Although last year's discovery of gravitational waves inlast year, born of a collision of neutron stars, was amazing, it did not add unnecessary dimensions to our understanding of the universe - literal, in any case.
University of Chicago astronomers not foundno evidence of the existence of additional dimensions in the universe, based on gravitational-wave data. Their study, published in the Journal of Cosmology and Astroparticle Physics, was one of many that emerged from LIGO's extraordinary statement last year when the observatory recorded a collision of neutron stars.
The beginning of gravitational wave astronomy
The very first detection of gravitational waves in2015, for which three physicists received the Nobel Prize, was the result of a collision of two black holes. Last year, scientists observed a collision of two neutron stars. The main difference between them is that astronomers could observe the effects of neutron stars using a traditional telescope and produced two results that could be compared: one for gravitational and the second for electromagnetic (light) waves.
To explain dark matter and dark energyscientists have proposed a variety of theories, and many alternative general theory of theories that begin with the addition of the universe to additional dimensions, says co-author Maya Fischbach.
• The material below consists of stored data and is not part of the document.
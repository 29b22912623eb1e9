//! License codes: generation, normalization and shape validation.
//!
//! Codes are displayed as `XXXX-XXXX-XXXX-XXXX`: 16 characters of the
//! RFC 4648 base-32 alphabet, grouped by four. A code says nothing about the
//! machine it will run on; binding happens at activation.

use crate::secret::SecretKey;
use rand::RngCore;
use serde::{Deserialize, Serialize};
use std::fmt;
use std::str::FromStr;

/// Number of significant characters in a code.
pub const CODE_LEN: usize = 16;

/// Characters per display group.
pub const GROUP_LEN: usize = 4;

/// Random bytes drawn per generated code.
const RANDOM_BYTES: usize = 12;

const BASE32_ALPHABET: &[u8; 32] = b"ABCDEFGHIJKLMNOPQRSTUVWXYZ234567";

/// Error for input that does not have the shape of a license code.
#[derive(Debug, Clone, PartialEq, Eq, thiserror::Error)]
#[error("invalid license format: expected {len} characters, found {found}", len = CODE_LEN)]
pub struct CodeFormatError {
    /// Significant characters found after normalization.
    pub found: usize,
}

/// A license code in canonical `XXXX-XXXX-XXXX-XXXX` form.
///
/// Deserializing runs the same shape check as [`LicenseCode::parse`].
#[derive(Debug, Clone, PartialEq, Eq, Hash, Serialize, Deserialize)]
#[serde(try_from = "String", into = "String")]
pub struct LicenseCode(String);

impl LicenseCode {
    /// Generates a fresh random code.
    #[must_use]
    pub fn generate() -> Self {
        let mut bytes = [0u8; RANDOM_BYTES];
        rand::rngs::OsRng.fill_bytes(&mut bytes);
        let mut encoded = base32_encode(&bytes);
        encoded.truncate(CODE_LEN);
        Self(group(&encoded))
    }

    /// Parses user input into a canonical code.
    ///
    /// Surrounding whitespace and embedded spaces are dropped and letters are
    /// uppercased. Hyphens are ignored for the length check and re-inserted
    /// every four characters.
    pub fn parse(input: &str) -> Result<Self, CodeFormatError> {
        let normalized = normalize(input);
        let significant: String = normalized.chars().filter(|c| *c != '-').collect();
        let found = significant.chars().count();
        if found != CODE_LEN {
            return Err(CodeFormatError { found });
        }
        Ok(Self(group(&significant)))
    }

    /// Returns the canonical string.
    #[must_use]
    pub fn as_str(&self) -> &str {
        &self.0
    }

    /// Computes the integrity hash binding this code to `secret`.
    #[must_use]
    pub fn integrity_hash(&self, secret: &SecretKey) -> String {
        secret.integrity_hash(&self.0)
    }
}

impl fmt::Display for LicenseCode {
    fn fmt(&self, f: &mut fmt::Formatter<'_>) -> fmt::Result {
        f.write_str(&self.0)
    }
}

impl FromStr for LicenseCode {
    type Err = CodeFormatError;

    fn from_str(s: &str) -> Result<Self, Self::Err> {
        Self::parse(s)
    }
}

impl TryFrom<String> for LicenseCode {
    type Error = CodeFormatError;

    fn try_from(s: String) -> Result<Self, Self::Error> {
        Self::parse(&s)
    }
}

impl From<LicenseCode> for String {
    fn from(code: LicenseCode) -> Self {
        code.0
    }
}

/// Trims, uppercases and removes embedded spaces.
#[must_use]
pub fn normalize(input: &str) -> String {
    input
        .trim()
        .to_uppercase()
        .chars()
        .filter(|c| *c != ' ')
        .collect()
}

/// Generates a code and its integrity hash under `secret`.
#[must_use]
pub fn generate_code(secret: &SecretKey) -> (LicenseCode, String) {
    let code = LicenseCode::generate();
    let hash = code.integrity_hash(secret);
    (code, hash)
}

/// Inserts a hyphen every [`GROUP_LEN`] characters.
fn group(s: &str) -> String {
    let chars: Vec<char> = s.chars().collect();
    chars
        .chunks(GROUP_LEN)
        .map(|chunk| chunk.iter().collect::<String>())
        .collect::<Vec<_>>()
        .join("-")
}

/// RFC 4648 base-32 without padding.
fn base32_encode(data: &[u8]) -> String {
    let mut result = String::with_capacity(data.len().div_ceil(5) * 8);
    let mut buffer: u32 = 0;
    let mut bits = 0;

    for &byte in data {
        buffer = (buffer << 8) | u32::from(byte);
        bits += 8;
        while bits >= 5 {
            bits -= 5;
            result.push(BASE32_ALPHABET[((buffer >> bits) & 0x1F) as usize] as char);
        }
    }
    if bits > 0 {
        result.push(BASE32_ALPHABET[((buffer << (5 - bits)) & 0x1F) as usize] as char);
    }
    result
}

#[cfg(test)]
mod tests {
    use super::*;

    #[test]
    fn base32_matches_rfc4648_vectors() {
        assert_eq!(base32_encode(b""), "");
        assert_eq!(base32_encode(b"f"), "MY");
        assert_eq!(base32_encode(b"fo"), "MZXQ");
        assert_eq!(base32_encode(b"foo"), "MZXW6");
        assert_eq!(base32_encode(b"foob"), "MZXW6YQ");
        assert_eq!(base32_encode(b"fooba"), "MZXW6YTB");
        assert_eq!(base32_encode(b"foobar"), "MZXW6YTBOI");
    }

    #[test]
    fn group_inserts_hyphens() {
        assert_eq!(group("ABCDEFGHIJKLMNOP"), "ABCD-EFGH-IJKL-MNOP");
    }
}
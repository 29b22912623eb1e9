//! Where the license lives and how activation is configured.
//!
//! Installed (release) builds keep the license in the per-user local data
//! directory, next to the application database. Development builds keep it
//! in `data/` at the workspace root so a source checkout never touches the
//! real installation.

use crate::error::StoreResult;
use crate::policy::VerificationPolicy;
use crate::secret::SecretKey;
use std::path::{Path, PathBuf};

/// File name of the encrypted license.
pub const LICENSE_FILE_NAME: &str = "license.dat";

/// File name of the issued-hash list used by the strict policy.
pub const ISSUED_HASHES_FILE_NAME: &str = "issued_hashes.txt";

/// Application directory name under the local data directory.
pub const APP_DIR_NAME: &str = "PuntoDeVenta";

/// Inputs to the activation and validation protocol.
#[derive(Debug, Clone)]
pub struct LicenseConfig {
    /// Path of the encrypted license file.
    pub license_path: PathBuf,
    /// Trust anchor shared with the code generator.
    pub secret: SecretKey,
    /// Acceptance rule for codes during activation.
    pub policy: VerificationPolicy,
}

impl LicenseConfig {
    /// Builds a permissive configuration for an explicit license path.
    #[must_use]
    pub fn at(license_path: impl Into<PathBuf>) -> Self {
        Self {
            license_path: license_path.into(),
            secret: SecretKey::embedded(),
            policy: VerificationPolicy::Permissive,
        }
    }

    /// Resolves the configuration for the running build.
    ///
    /// With the `strict` feature the issued-hash list next to the license
    /// file is loaded and enforced.
    pub fn from_environment() -> StoreResult<Self> {
        let dir = license_dir();
        let config = Self::at(dir.join(LICENSE_FILE_NAME));
        #[cfg(feature = "strict")]
        let config = config.with_issued_list(&dir.join(ISSUED_HASHES_FILE_NAME))?;
        tracing::debug!(path = %config.license_path.display(), "License location resolved");
        Ok(config)
    }

    /// Switches to the strict policy using the list at `path`.
    pub fn with_issued_list(mut self, path: &Path) -> StoreResult<Self> {
        let issued = crate::policy::IssuedHashes::load(path)?;
        tracing::debug!(codes = issued.len(), "Strict verification enabled");
        self.policy = VerificationPolicy::Issued(issued);
        Ok(self)
    }

    /// Replaces the secret.
    #[must_use]
    pub fn with_secret(mut self, secret: SecretKey) -> Self {
        self.secret = secret;
        self
    }
}

/// Directory holding the license for this build.
#[must_use]
pub fn license_dir() -> PathBuf {
    if cfg!(debug_assertions) {
        PathBuf::from(env!("CARGO_MANIFEST_DIR"))
            .join("..")
            .join("..")
            .join("data")
    } else {
        dirs::data_local_dir()
            .or_else(dirs::home_dir)
            .unwrap_or_else(|| PathBuf::from("."))
            .join(APP_DIR_NAME)
            .join("data")
    }
}
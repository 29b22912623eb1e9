//! Vendor-side code issuing.
//!
//! Runs out of band on the vendor's machine. Issued codes are not tied to
//! any customer hardware; the integrity hash is what a strict installation
//! checks them against.

use crate::code::{generate_code, LicenseCode};
use crate::secret::SecretKey;
use chrono::{DateTime, Local};
use serde::{Deserialize, Serialize};
use std::fs::OpenOptions;
use std::io::{self, Write};
use std::path::Path;

/// Client label used when none is given.
pub const UNNAMED_CLIENT: &str = "Unnamed";

/// Default audit log file name.
pub const AUDIT_LOG_FILE_NAME: &str = "licenses_generated.txt";

/// Hex characters of the hash kept in the audit log.
const AUDIT_HASH_PREFIX: usize = 32;

/// A freshly issued code with its bookkeeping.
#[derive(Debug, Clone, PartialEq, Eq, Serialize, Deserialize)]
pub struct IssuedLicense {
    /// Code to hand to the client.
    pub code: LicenseCode,
    /// `hex(SHA256(code ":" secret))`.
    pub integrity_hash: String,
    /// Who the code was issued to.
    pub client: String,
    /// When the code was issued.
    pub generated_at: DateTime<Local>,
}

impl IssuedLicense {
    /// Issues a new code for `client`.
    #[must_use]
    pub fn issue(client: &str, secret: &SecretKey) -> Self {
        let (code, integrity_hash) = generate_code(secret);
        let client = client.trim();
        Self {
            code,
            integrity_hash,
            client: if client.is_empty() {
                UNNAMED_CLIENT.to_string()
            } else {
                client.to_string()
            },
            generated_at: Local::now(),
        }
    }

    /// Formats the issue timestamp as `YYYY-MM-DD HH:MM:SS`.
    #[must_use]
    pub fn generated_at_display(&self) -> String {
        self.generated_at.format("%Y-%m-%d %H:%M:%S").to_string()
    }

    /// Renders the audit log block for this code.
    ///
    /// Only a prefix of the hash is written so the log alone cannot be used
    /// to populate an issued-hash list.
    #[must_use]
    pub fn audit_block(&self) -> String {
        let prefix_len = AUDIT_HASH_PREFIX.min(self.integrity_hash.len());
        format!(
            "\n{sep}\nClient: {client}\nCode: {code}\nDate: {date}\nHash: {hash}...\n",
            sep = "=".repeat(50),
            client = self.client,
            code = self.code,
            date = self.generated_at_display(),
            hash = &self.integrity_hash[..prefix_len],
        )
    }

    /// Appends the audit block to the log at `path`, creating it if needed.
    pub fn append_audit_record(&self, path: &Path) -> io::Result<()> {
        append_line(path, &self.audit_block())
    }

    /// Appends the full integrity hash to an issued-hash list at `path`.
    pub fn append_to_issued_list(&self, path: &Path) -> io::Result<()> {
        append_line(path, &format!("{}\n", self.integrity_hash))
    }
}

fn append_line(path: &Path, text: &str) -> io::Result<()> {
    let mut file = OpenOptions::new().create(true).append(true).open(path)?;
    file.write_all(text.as_bytes())
}
//! License code generator. Vendor-only: do not ship to customers.
//!
//! Usage:
//!   pdv-keygen --client "Tienda ABC" --save
//!
//! Codes are machine-independent; each one locks to the first machine it is
//! activated on.

use anyhow::Result;
use clap::Parser;
use pdv_keygen::{issue_batch, record_issued, render_issued};
use pdv_license::{SecretKey, AUDIT_LOG_FILE_NAME};
use std::path::PathBuf;
use tracing::{debug, Level};
use tracing_subscriber::FmtSubscriber;

#[derive(Parser, Debug)]
#[command(name = "pdv-keygen")]
#[command(about = "Issue point-of-sale license codes")]
struct Args {
    /// Client name recorded with the code
    #[arg(short, long, default_value = "")]
    client: String,

    /// Append a record of each code to the audit log
    #[arg(short, long)]
    save: bool,

    /// Audit log path
    #[arg(short, long, default_value = AUDIT_LOG_FILE_NAME)]
    output: PathBuf,

    /// Also append full integrity hashes to this issued list
    #[arg(long, requires = "save")]
    issued_list: Option<PathBuf>,

    /// Number of codes to issue
    #[arg(short = 'n', long, default_value = "1")]
    count: u32,

    /// Enable verbose debug logging
    #[arg(short, long)]
    verbose: bool,
}

fn main() -> Result<()> {
    let args = Args::parse();
    let log_level = if args.verbose { Level::DEBUG } else { Level::WARN };
    FmtSubscriber::builder()
        .with_max_level(log_level)
        .with_target(false)
        .with_writer(std::io::stderr)
        .compact()
        .init();

    let secret = SecretKey::embedded();
    for issued in issue_batch(&args.client, args.count, &secret) {
        print!("{}", render_issued(&issued));
        debug!(hash_prefix = &issued.integrity_hash[..8], "Code issued");

        if args.save {
            record_issued(&issued, &args.output, args.issued_list.as_deref())?;
            println!("Record saved to: {}\n", args.output.display());
        }
    }

    Ok(())
}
One theory is that gravity will “leak” into extra dimensions at large distances. Because of this, it will become weaker and will be able to explain the general weakness of the gravitational force in comparison with other fundamental interactions.
Discovery of gravitational waves LIGO,recorded on the morning of August 17, 2017, followed by the detection of gamma rays, x-rays, radio waves, optical and infrared light, allowed us to verify this theory. If gravity flows into other dimensions, the signal measured by the gravitational wave detectors will be weaker than expected. But he was not.
At the moment, it’s obvious that the universe has allthe dimensions we are familiar with - three spatial and one temporal - even on the scale of one hundred million light years. But this is only the beginning, scientists say. There are so many theories that we don’t even have the tools to refute or confirm all their hardware.